A questão remuneratória é a que mais preocupa os juízes na discussão do estatuto. Porque, segundo alegam, é essa que o Governo não quer discutir. A 2 de novembro, ainda antes da Assembleia Geral que determinou a greve, ainda houve a proposta de integrar o subsídio de funções que os juízes recebem no seu salário base. Mas foi pior a emenda. “O problema é que aquilo que foi proposto era desbloquear o tecto salarial, e a resposta que nos deram foi englobar o subsídio de ajudas de custo no vencimento e tributar, o que significa que daqui a cinco ou dez anos tinham menos 10, 15 ou 20% do vencimento que têm hoje”, explicou o juiz Manuel Ramos Soares aos jornalistas à porta da sala onde decorreu a reunião.
“Em 1988 houve a primeira greve de juízes e houve um acordo com o Estado e foi criado um regime remuneratório. Em 1990, o governo bloqueou com uma lei travão e houve já três provedores de justiça a dizer que esta lei tem que ser revogada”, advertiu. “Por um lado o Governo recusa-se a discutir esta matéria com essa abertura, por outro recusa-se a cumprir um acordo que fez com os juízes em 2003, foi violado em 2005 “, acusa.
Depois das várias tentativas de negociação, e de uma greve que chegou a ser anunciada há pouco mais de um ano e que acabou cancelada na esperança de que o caso ficasse resolvido, a ASJP inicia esta terça-feira a prometida greve. “Os tribunais vão parar”, prevê o magistrado. “É natural que as pessoas tenham diligências marcadas há algum tempo e que cheguem a tribunal e não tenham um juiz para fazer o julgamento ou uma diligência, mas esse é um custo que tem que se pagar quando se faz uma greve e nós também pagamos esse custo”, avisa.

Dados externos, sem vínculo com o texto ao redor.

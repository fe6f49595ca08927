//! Minimal liveness/readiness HTTP surface. No client-facing routes —
//! the request-intake API is an external collaborator (spec §1).

mod health;

use axum::Router;
use tower_http::trace::TraceLayer;

use crate::state::AppState;

pub fn create_router(state: AppState) -> Router {
    Router::new()
        .nest("/", health::routes())
        .layer(TraceLayer::new_for_http())
        .with_state(state)
}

Após a reunião e o aviso lançado via rádios, jornais e televisões, Manuel Ramos Soares convidou a equipa que o rodeava para um copo. O dia tinha sido cheio. Nesta altura uma chamada do Ministério da Justiça mudava-lhe os planos. A ministra da Justiça queria reunir. O juiz entrou confiante no Ministério, mas no lugar de uma oferta tinha um pedido: mais tempo para o Governo encontrar uma solução. O representante dos juízes não encontrou no pedido força suficiente para travar a greve. E disse-lhe que não.